Normand a pris la relève de son père John. Il est juge pour les concours de conformation et directeur du SECC pour le Canada (Société des éleveurs de chevaux canadiens).
Le commerce des chevaux
Les acheteurs de tous horizons (Québec, Ontario, Ouest canadien et États-Unis) aiment la race canadienne pour sa polyvalence.

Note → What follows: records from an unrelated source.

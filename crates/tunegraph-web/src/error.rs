//! Mapping of store and request errors onto HTTP responses.

use axum::{
    http::StatusCode,
    response::{IntoResponse, Response},
    Json,
};
use serde_json::json;

use tunegraph_core::TunegraphError;
use tunegraph_graph::GraphError;

/// Errors a handler can return.
#[derive(Debug)]
pub enum ApiError {
    /// A required query parameter is absent or empty.
    MissingParameter(&'static str),
    NotFound(String),
    /// The graph or relational store failed.
    Store(String),
}

impl IntoResponse for ApiError {
    fn into_response(self) -> Response {
        match self {
            // Clients match on 401 for a missing parameter.
            ApiError::MissingParameter(name) => {
                (StatusCode::UNAUTHORIZED, format!("{name} required")).into_response()
            }
            ApiError::NotFound(message) => {
                (StatusCode::NOT_FOUND, Json(json!({ "error": message }))).into_response()
            }
            ApiError::Store(message) => {
                tracing::error!(error = %message, "Store failure");
                let body = Json(json!({ "error": message }));
                (StatusCode::INTERNAL_SERVER_ERROR, body).into_response()
            }
        }
    }
}

impl From<GraphError> for ApiError {
    fn from(e: GraphError) -> Self {
        ApiError::Store(e.to_string())
    }
}

impl From<TunegraphError> for ApiError {
    fn from(e: TunegraphError) -> Self {
        if e.is_not_found() {
            ApiError::NotFound(e.to_string())
        } else {
            ApiError::Store(e.to_string())
        }
    }
}

/// Treat an absent or empty parameter as missing.
pub fn required(value: Option<String>, name: &'static str) -> Result<String, ApiError> {
    value
        .filter(|v| !v.is_empty())
        .ok_or(ApiError::MissingParameter(name))
}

Les prix ? Comptez 1000 $ pour un cheval que vous dresserez vous-même. C’est le prix de départ. Une jument poulinière ? Environ 5000 $. Un accouplement avec votre jument ? Comptez 600 $. Mais si vous voulez un cheval « clé en main » dressé pour la compétition, vous le négocierez aux environs de 10000 $. Par contre, les voir gambader et admirer en ce moment les poulains batifolant près de leur mère, c’est gratuit. Le marché commence à être valable, la demande est en hausse actuellement, surtout aux Etats-Unis où il n’y a pas de surtaxe comme pour le bœuf.
L’avenir
À la fois prometteur et difficile. La concurrence est féroce car le marché est étroit. La réputation, donc la publicité, se fait entre autres par les compétitions et les expositions auxquelles participe le Ranch « L ». Depuis plusieurs années, leurs juments remportent récompenses sur récompenses, et les étalons s’approchent peu à peu du sommet.

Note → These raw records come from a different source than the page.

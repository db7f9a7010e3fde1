//! Liveness endpoint.

use axum::Json;
use serde_json::{json, Value};

pub async fn health() -> Json<Value> {
    Json(json!({ "status": "ok" }))
}
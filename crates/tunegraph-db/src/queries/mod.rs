//! Database query implementations.

pub mod sessions;
pub mod sets;
pub mod tunes;

/// Upper bound on rows returned by list queries.
pub const LIST_LIMIT: i64 = 100;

Il n’y a pas que les chevaux qui soient polyvalents. Colette et Normand Litjens savent passer de la fourche à fumier au clavier d’ordinateur. En effet, l’informatique est un outil essentiel autant pour la surveillance du marché et la gestion des affaires que pour l’enregistrement au Livre de la généalogie où sont fichés les 3000 individus que compte la race canadienne avec leur pedigree.
La 3e génération Litjens a repris le flambeau et vise l’excellence. Alors bonne chance et surtout bon courage !
DERNIÈRE HEURE
Ranch « L » Bienvenue Geronimo, cheval castré né en 1997, fait partie du spectacle équestre CAVALIA, dans lequel il exécute des jeux de voltige.